== WORK ITEM ==
Search the entries below for the word "identity" and copy each line that has it.

== STUDY MATERIAL ==
════

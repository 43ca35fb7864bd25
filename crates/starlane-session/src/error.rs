//! Error types for the session layer.

/// Errors that can occur during the connection-session lifecycle.
#[derive(Debug, thiserror::Error)]
pub enum SessionError {
    /// The identity provider rejected the token (invalid, expired, or
    /// unknown). The transport is refused and no state is created.
    #[error("authentication failed: {0}")]
    AuthFailed(String),

    /// An intent arrived before the `auth` handshake completed.
    #[error("not authenticated")]
    NotAuthenticated,

    /// A second `auth` intent on an already-authenticated session.
    #[error("session is already authenticated")]
    AlreadyAuthenticated,

    /// The session has reached its terminal phase.
    #[error("session is closed")]
    Closed,
}
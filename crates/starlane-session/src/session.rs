//! The connection-session state machine.
//!
//! One [`ConnectionSession`] exists per live transport connection. It
//! tracks where in the protocol lifecycle that connection is:
//!
//! ```text
//!   Connecting ──(auth ok)──→ Idle ──(hub.join ok)──→ InHub(hub)
//!        │                     ↑  │                      │
//!        │                     └──┴──(hub.leave)─────────┘
//!        └────────────────(close, from any state)──→ Closed
//! ```
//!
//! - **Connecting**: transport is up, `auth` not yet validated. The only
//!   acceptable intent is `auth`.
//! - **Idle**: authenticated, not in any hub. Chat and mission intents
//!   are valid; `hub.update` is not.
//! - **InHub**: occupying exactly one hub. Joining another hub goes
//!   through an implicit leave first, handled by the realm — the session
//!   just records the new hub.
//! - **Closed**: terminal. Reached exactly once; [`ConnectionSession::close`]
//!   reports whether this call was the one that closed it, so teardown
//!   runs once no matter how many paths race to it.

use starlane_protocol::HubId;

use crate::SessionError;

// ---------------------------------------------------------------------------
// SessionConfig
// ---------------------------------------------------------------------------

/// Timeouts governing a connection's lifecycle.
#[derive(Debug, Clone)]
pub struct SessionConfig {
    /// How long a fresh connection has to send its `auth` intent before
    /// the transport is dropped.
    pub handshake_timeout: std::time::Duration,

    /// How long the peer may go without any inbound frame (pongs count)
    /// before the session is torn down as silently dead.
    pub liveness_timeout: std::time::Duration,

    /// How often the server probes the peer with a ping.
    pub ping_interval: std::time::Duration,
}

impl Default for SessionConfig {
    fn default() -> Self {
        Self {
            handshake_timeout: std::time::Duration::from_secs(5),
            liveness_timeout: std::time::Duration::from_secs(15),
            ping_interval: std::time::Duration::from_secs(10),
        }
    }
}

// ---------------------------------------------------------------------------
// Session phases
// ---------------------------------------------------------------------------

/// Where a connection currently is in the protocol lifecycle.
#[derive(Debug, Clone, Copy, PartialEq, Eq)]
pub enum SessionPhase {
    /// Transport up, identity not yet validated.
    Connecting,
    /// Authenticated, not occupying any hub.
    Idle,
    /// Occupying exactly one hub.
    InHub(HubId),
    /// Terminal. No further transitions.
    Closed,
}

// ---------------------------------------------------------------------------
// ConnectionSession
// ---------------------------------------------------------------------------

/// Per-connection protocol state. Owned by the connection handler task;
/// never shared, so no locking.
#[derive(Debug)]
pub struct ConnectionSession {
    phase: SessionPhase,
}

impl ConnectionSession {
    /// A fresh session in the `Connecting` phase.
    pub fn new() -> Self {
        Self {
            phase: SessionPhase::Connecting,
        }
    }

    /// Current phase.
    pub fn phase(&self) -> SessionPhase {
        self.phase
    }

    /// The hub this session occupies, if any.
    pub fn hub(&self) -> Option<HubId> {
        match self.phase {
            SessionPhase::InHub(hub) => Some(hub),
            _ => None,
        }
    }

    /// Marks the handshake complete: `Connecting → Idle`.
    ///
    /// # Errors
    /// [`SessionError::AlreadyAuthenticated`] from `Idle`/`InHub`,
    /// [`SessionError::Closed`] from `Closed`.
    pub fn authenticate(&mut self) -> Result<(), SessionError> {
        match self.phase {
            SessionPhase::Connecting => {
                self.phase = SessionPhase::Idle;
                Ok(())
            }
            SessionPhase::Closed => Err(SessionError::Closed),
            _ => Err(SessionError::AlreadyAuthenticated),
        }
    }

    /// Records a successful hub admission: `Idle | InHub → InHub(hub)`.
    ///
    /// Returns the previously occupied hub when this join implicitly
    /// vacated one.
    ///
    /// # Errors
    /// [`SessionError::NotAuthenticated`] from `Connecting`,
    /// [`SessionError::Closed`] from `Closed`.
    pub fn enter_hub(&mut self, hub: HubId) -> Result<Option<HubId>, SessionError> {
        match self.phase {
            SessionPhase::Idle => {
                self.phase = SessionPhase::InHub(hub);
                Ok(None)
            }
            SessionPhase::InHub(prior) => {
                self.phase = SessionPhase::InHub(hub);
                Ok(Some(prior).filter(|p| *p != hub))
            }
            SessionPhase::Connecting => Err(SessionError::NotAuthenticated),
            SessionPhase::Closed => Err(SessionError::Closed),
        }
    }

    /// Records a hub departure: `InHub → Idle`. Returns the vacated hub,
    /// or `None` if the session wasn't in one (no-op — leave intents may
    /// race a disconnect).
    pub fn leave_hub(&mut self) -> Option<HubId> {
        match self.phase {
            SessionPhase::InHub(hub) => {
                self.phase = SessionPhase::Idle;
                Some(hub)
            }
            _ => None,
        }
    }

    /// Transitions to `Closed` from any phase. Returns `true` only for
    /// the call that performed the transition — the caller that gets
    /// `true` owns teardown.
    pub fn close(&mut self) -> bool {
        if self.phase == SessionPhase::Closed {
            return false;
        }
        self.phase = SessionPhase::Closed;
        true
    }

    /// Whether the session has reached its terminal phase.
    pub fn is_closed(&self) -> bool {
        self.phase == SessionPhase::Closed
    }
}

impl Default for ConnectionSession {
    fn default() -> Self {
        Self::new()
    }
}

// =========================================================================
// Tests
// =========================================================================
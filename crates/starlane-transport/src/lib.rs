//! Transport abstraction layer for Starlane.
//!
//! Provides the [`Listener`] and [`Connection`] traits that abstract over
//! the concrete network protocol, plus connection liveness primitives.
//! Silently-dead connections are detected at this level: the server sends
//! WebSocket pings, every inbound frame (pongs included) refreshes the
//! connection's activity clock, and the session layer tears down any
//! connection whose activity goes stale.
//!
//! # Feature Flags
//!
//! - `websocket` (default) — WebSocket transport via `tokio-tungstenite`

#![allow(async_fn_in_trait)]

mod error;
#[cfg(feature = "websocket")]
mod websocket;

pub use error::TransportError;
#[cfg(feature = "websocket")]
pub use websocket::{WebSocketConnection, WebSocketListener};

use std::fmt;
use std::time::Instant;

/// Opaque identifier for a connection, unique for the process lifetime.
#[derive(Debug, Clone, Copy, PartialEq, Eq, Hash)]
pub struct ConnectionId(u64);

impl ConnectionId {
    /// Creates a `ConnectionId` from a raw `u64`.
    pub fn new(id: u64) -> Self {
        Self(id)
    }

    /// Returns the underlying `u64` value.
    pub fn into_inner(self) -> u64 {
        self.0
    }
}

impl fmt::Display for ConnectionId {
    fn fmt(&self, f: &mut fmt::Formatter<'_>) -> fmt::Result {
        write!(f, "conn-{}", self.0)
    }
}

/// Accepts incoming connections.
pub trait Listener: Send + 'static {
    /// The connection type produced by this listener.
    type Connection: Connection;
    /// The error type for accept operations.
    type Error: std::error::Error + Send + Sync;

    /// Waits for and accepts the next incoming connection.
    async fn accept(&mut self) -> Result<Self::Connection, Self::Error>;

    /// Returns the local address the listener is bound to.
    fn local_addr(&self) -> std::io::Result<std::net::SocketAddr>;
}

/// A single live connection carrying protocol frames.
///
/// Implementations must allow `send` and `recv` to proceed concurrently
/// from different tasks: the session's outbound pump writes while the
/// inbound loop reads.
pub trait Connection: Send + Sync + 'static {
    /// The error type for connection operations.
    type Error: std::error::Error + Send + Sync;

    /// Sends one frame to the remote peer.
    async fn send(&self, data: &[u8]) -> Result<(), Self::Error>;

    /// Receives the next data frame from the remote peer.
    ///
    /// Returns `Ok(None)` when the connection is cleanly closed. Control
    /// frames (ping/pong) are consumed internally and refresh
    /// [`last_activity`](Self::last_activity) without being surfaced.
    async fn recv(&self) -> Result<Option<Vec<u8>>, Self::Error>;

    /// Sends a liveness probe. The peer's reply refreshes
    /// [`last_activity`](Self::last_activity).
    async fn ping(&self) -> Result<(), Self::Error>;

    /// Closes the connection.
    async fn close(&self) -> Result<(), Self::Error>;

    /// Returns the unique identifier for this connection.
    fn id(&self) -> ConnectionId;

    /// The instant any frame (data or control) last arrived from the peer.
    fn last_activity(&self) -> Instant;
}

#[cfg(test)]
mod tests {
    use super::*;

    #[test]
    fn test_connection_id_new_and_into_inner() {
        let id = ConnectionId::new(42);
        assert_eq!(id.into_inner(), 42);
    }

    #[test]
    fn test_connection_id_display() {
        let id = ConnectionId::new(7);
        assert_eq!(id.to_string(), "conn-7");
    }

    #[test]
    fn test_connection_id_works_as_map_key() {
        use std::collections::HashMap;
        let mut map = HashMap::new();
        map.insert(ConnectionId::new(1), "ada");
        map.insert(ConnectionId::new(2), "brit");
        assert_eq!(map[&ConnectionId::new(1)], "ada");
    }
}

════

== EXPECTED OUTPUT ==
    /// The identity provider rejected the token (invalid, expired, or
    /// Transport up, identity not yet validated.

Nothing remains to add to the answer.